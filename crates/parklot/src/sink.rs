//! Presentation sink: where vehicle transitions are reported for rendering.
//!
//! Sinks are not assumed to be safe for concurrent use, and they may block
//! (animating a car out of the lot takes time). Vehicles therefore never call
//! a sink directly. They push [`SinkEvent`]s onto an unbounded queue through a
//! [`SinkHandle`]; a single dedicated thread owns the sink and delivers events
//! in queue order. The thread is a plain OS thread, outside the runtime.

use std::io::Write;

use serde::Serialize;
use tokio::sync::{mpsc, oneshot};

use crate::permit::SlotIndex;
use crate::vehicle::VehicleId;

/// Receiver of vehicle lifecycle notifications.
pub trait PresentationSink: Send + 'static {
    fn on_approach(&mut self, vehicle: VehicleId);
    fn on_entered(&mut self, vehicle: VehicleId, slot: SlotIndex);
    fn on_queued_to_depart(&mut self, vehicle: VehicleId);
    fn on_departed(&mut self, vehicle: VehicleId);

    /// Vehicle gave up waiting for admission (run cancelled).
    fn on_abandoned(&mut self, _vehicle: VehicleId) {}

    /// Queue drained and every handle dropped. Last call the sink receives.
    fn on_closed(&mut self) {}
}

/// One notification, as queued for the dispatcher.
#[derive(Debug, Clone, Copy, PartialEq, Eq, Serialize)]
#[serde(tag = "event", rename_all = "snake_case")]
pub enum SinkEvent {
    Approach { vehicle: VehicleId },
    Entered { vehicle: VehicleId, slot: SlotIndex },
    QueuedToDepart { vehicle: VehicleId },
    Departed { vehicle: VehicleId },
    Abandoned { vehicle: VehicleId },
}

impl SinkEvent {
    pub fn vehicle(&self) -> VehicleId {
        match *self {
            SinkEvent::Approach { vehicle }
            | SinkEvent::Entered { vehicle, .. }
            | SinkEvent::QueuedToDepart { vehicle }
            | SinkEvent::Departed { vehicle }
            | SinkEvent::Abandoned { vehicle } => vehicle,
        }
    }

    fn deliver<S: PresentationSink + ?Sized>(self, sink: &mut S) {
        match self {
            SinkEvent::Approach { vehicle } => sink.on_approach(vehicle),
            SinkEvent::Entered { vehicle, slot } => sink.on_entered(vehicle, slot),
            SinkEvent::QueuedToDepart { vehicle } => sink.on_queued_to_depart(vehicle),
            SinkEvent::Departed { vehicle } => sink.on_departed(vehicle),
            SinkEvent::Abandoned { vehicle } => sink.on_abandoned(vehicle),
        }
    }
}

#[derive(Debug, thiserror::Error)]
pub enum SinkError {
    #[error("failed to start sink dispatch thread: {0}")]
    Spawn(#[source] std::io::Error),
    #[error("sink dispatch thread exited without returning the sink (sink panicked)")]
    Panicked,
}

/// Cloneable, non-blocking entry point to the dispatch queue.
#[derive(Clone)]
pub struct SinkHandle {
    tx: mpsc::UnboundedSender<SinkEvent>,
}

impl SinkHandle {
    /// Handle whose events go nowhere.
    pub fn detached() -> Self {
        let (tx, _rx) = mpsc::unbounded_channel();
        Self { tx }
    }

    /// Queue an event. Never blocks; a closed queue drops the event.
    pub fn notify(&self, event: SinkEvent) {
        if self.tx.send(event).is_err() {
            tracing::debug!(?event, "Sink queue closed - event dropped");
        }
    }
}

/// Owner of the dispatch thread. Await [`SinkDispatcher::finish`] after every
/// [`SinkHandle`] is gone to get the sink back.
pub struct SinkDispatcher<S> {
    done_rx: oneshot::Receiver<S>,
}

impl<S: PresentationSink> SinkDispatcher<S> {
    pub async fn finish(self) -> Result<S, SinkError> {
        self.done_rx.await.map_err(|_| SinkError::Panicked)
    }
}

/// Move `sink` onto its own thread and return the handle that feeds it.
pub fn spawn_dispatcher<S: PresentationSink>(
    mut sink: S,
) -> Result<(SinkHandle, SinkDispatcher<S>), SinkError> {
    let (tx, mut rx) = mpsc::unbounded_channel::<SinkEvent>();
    let (done_tx, done_rx) = oneshot::channel();

    std::thread::Builder::new()
        .name("parklot-sink".to_string())
        .spawn(move || {
            while let Some(event) = rx.blocking_recv() {
                event.deliver(&mut sink);
            }
            sink.on_closed();
            let _ = done_tx.send(sink);
        })
        .map_err(SinkError::Spawn)?;

    Ok((SinkHandle { tx }, SinkDispatcher { done_rx }))
}

/// Reports each transition as a tracing event.
#[derive(Debug, Default)]
pub struct TracingSink;

impl PresentationSink for TracingSink {
    fn on_approach(&mut self, vehicle: VehicleId) {
        tracing::info!(%vehicle, "Vehicle approaching");
    }

    fn on_entered(&mut self, vehicle: VehicleId, slot: SlotIndex) {
        tracing::info!(%vehicle, %slot, "Vehicle parked");
    }

    fn on_queued_to_depart(&mut self, vehicle: VehicleId) {
        tracing::info!(%vehicle, "Vehicle queued to depart");
    }

    fn on_departed(&mut self, vehicle: VehicleId) {
        tracing::info!(%vehicle, "Vehicle departed");
    }

    fn on_abandoned(&mut self, vehicle: VehicleId) {
        tracing::warn!(%vehicle, "Vehicle left without parking");
    }
}

/// Writes one JSON object per event, newline-delimited.
pub struct JsonLinesSink<W> {
    writer: W,
}

impl<W: Write + Send + 'static> JsonLinesSink<W> {
    pub fn new(writer: W) -> Self {
        Self { writer }
    }

    pub fn into_inner(self) -> W {
        self.writer
    }

    fn write(&mut self, event: SinkEvent) {
        let result = serde_json::to_writer(&mut self.writer, &event)
            .map_err(std::io::Error::from)
            .and_then(|()| self.writer.write_all(b"\n"));
        if let Err(e) = result {
            tracing::warn!(error = %e, ?event, "Failed to write sink event");
        }
    }
}

impl<W: Write + Send + 'static> PresentationSink for JsonLinesSink<W> {
    fn on_approach(&mut self, vehicle: VehicleId) {
        self.write(SinkEvent::Approach { vehicle });
    }

    fn on_entered(&mut self, vehicle: VehicleId, slot: SlotIndex) {
        self.write(SinkEvent::Entered { vehicle, slot });
    }

    fn on_queued_to_depart(&mut self, vehicle: VehicleId) {
        self.write(SinkEvent::QueuedToDepart { vehicle });
    }

    fn on_departed(&mut self, vehicle: VehicleId) {
        self.write(SinkEvent::Departed { vehicle });
    }

    fn on_abandoned(&mut self, vehicle: VehicleId) {
        self.write(SinkEvent::Abandoned { vehicle });
    }

    fn on_closed(&mut self) {
        if let Err(e) = self.writer.flush() {
            tracing::warn!(error = %e, "Failed to flush sink output");
        }
    }
}

/// Keeps every event in memory, in delivery order.
#[derive(Debug, Default)]
pub struct RecordingSink {
    events: Vec<SinkEvent>,
    closed: bool,
}

impl RecordingSink {
    pub fn new() -> Self {
        Self::default()
    }

    pub fn events(&self) -> &[SinkEvent] {
        &self.events
    }

    /// Events for one vehicle, in order.
    pub fn events_for(&self, vehicle: VehicleId) -> Vec<SinkEvent> {
        self.events
            .iter()
            .copied()
            .filter(|e| e.vehicle() == vehicle)
            .collect()
    }

    pub fn is_closed(&self) -> bool {
        self.closed
    }
}

impl PresentationSink for RecordingSink {
    fn on_approach(&mut self, vehicle: VehicleId) {
        self.events.push(SinkEvent::Approach { vehicle });
    }

    fn on_entered(&mut self, vehicle: VehicleId, slot: SlotIndex) {
        self.events.push(SinkEvent::Entered { vehicle, slot });
    }

    fn on_queued_to_depart(&mut self, vehicle: VehicleId) {
        self.events.push(SinkEvent::QueuedToDepart { vehicle });
    }

    fn on_departed(&mut self, vehicle: VehicleId) {
        self.events.push(SinkEvent::Departed { vehicle });
    }

    fn on_abandoned(&mut self, vehicle: VehicleId) {
        self.events.push(SinkEvent::Abandoned { vehicle });
    }

    fn on_closed(&mut self) {
        self.closed = true;
    }
}

#[cfg(test)]
mod tests {
    use super::*;

    fn id(n: u64) -> VehicleId {
        VehicleId::new(n)
    }

    #[tokio::test]
    async fn dispatcher_delivers_in_queue_order() {
        let (handle, dispatcher) = spawn_dispatcher(RecordingSink::new()).unwrap();
        handle.notify(SinkEvent::Approach { vehicle: id(1) });
        handle.notify(SinkEvent::Entered {
            vehicle: id(1),
            slot: SlotIndex::new(4),
        });
        handle.notify(SinkEvent::Approach { vehicle: id(2) });
        drop(handle);

        let sink = dispatcher.finish().await.unwrap();
        assert!(sink.is_closed());
        assert_eq!(
            sink.events(),
            &[
                SinkEvent::Approach { vehicle: id(1) },
                SinkEvent::Entered {
                    vehicle: id(1),
                    slot: SlotIndex::new(4)
                },
                SinkEvent::Approach { vehicle: id(2) },
            ]
        );
        assert_eq!(sink.events_for(id(2)), vec![SinkEvent::Approach { vehicle: id(2) }]);
    }

    #[tokio::test]
    async fn dispatcher_waits_for_every_handle() {
        let (handle, dispatcher) = spawn_dispatcher(RecordingSink::new()).unwrap();
        let clone = handle.clone();
        drop(handle);

        let late = tokio::spawn(async move {
            tokio::task::yield_now().await;
            clone.notify(SinkEvent::Departed { vehicle: id(9) });
        });
        late.await.unwrap();

        let sink = dispatcher.finish().await.unwrap();
        assert_eq!(sink.events(), &[SinkEvent::Departed { vehicle: id(9) }]);
    }

    #[test]
    fn detached_handle_swallows_events() {
        let handle = SinkHandle::detached();
        handle.notify(SinkEvent::Approach { vehicle: id(1) });
    }

    struct Panicking;

    impl PresentationSink for Panicking {
        fn on_approach(&mut self, _vehicle: VehicleId) {
            panic!("renderer crashed");
        }
        fn on_entered(&mut self, _vehicle: VehicleId, _slot: SlotIndex) {}
        fn on_queued_to_depart(&mut self, _vehicle: VehicleId) {}
        fn on_departed(&mut self, _vehicle: VehicleId) {}
    }

    #[tokio::test]
    async fn panicking_sink_surfaces_on_finish() {
        let (handle, dispatcher) = spawn_dispatcher(Panicking).unwrap();
        handle.notify(SinkEvent::Approach { vehicle: id(1) });
        drop(handle);

        assert!(matches!(dispatcher.finish().await, Err(SinkError::Panicked)));
    }

    #[test]
    fn json_lines_sink_writes_one_object_per_line() {
        let mut sink = JsonLinesSink::new(Vec::new());
        sink.on_approach(id(3));
        sink.on_entered(id(3), SlotIndex::new(0));
        sink.on_departed(id(3));
        sink.on_closed();

        let out = String::from_utf8(sink.into_inner()).unwrap();
        assert_eq!(
            out,
            concat!(
                "{\"event\":\"approach\",\"vehicle\":3}\n",
                "{\"event\":\"entered\",\"vehicle\":3,\"slot\":0}\n",
                "{\"event\":\"departed\",\"vehicle\":3}\n",
            )
        );
    }

    #[test]
    fn sink_event_serializes_tagged() {
        insta::assert_json_snapshot!(
            [
                SinkEvent::Approach { vehicle: id(7) },
                SinkEvent::Entered { vehicle: id(7), slot: SlotIndex::new(2) },
                SinkEvent::QueuedToDepart { vehicle: id(7) },
                SinkEvent::Departed { vehicle: id(7) },
                SinkEvent::Abandoned { vehicle: id(8) },
            ],
            @r#"
        [
          {
            "event": "approach",
            "vehicle": 7
          },
          {
            "event": "entered",
            "vehicle": 7,
            "slot": 2
          },
          {
            "event": "queued_to_depart",
            "vehicle": 7
          },
          {
            "event": "departed",
            "vehicle": 7
          },
          {
            "event": "abandoned",
            "vehicle": 8
          }
        ]
        "#
        );
    }
}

● **Your task**:
Wherever the string "derive" turns up in the material, copy the whole line.

● **Solution**:
#[derive(Debug, Clone, Copy, PartialEq, Eq, Serialize)]
#[derive(Debug, thiserror::Error)]
#[derive(Clone)]
#[derive(Debug, Default)]
#[derive(Debug, Default)]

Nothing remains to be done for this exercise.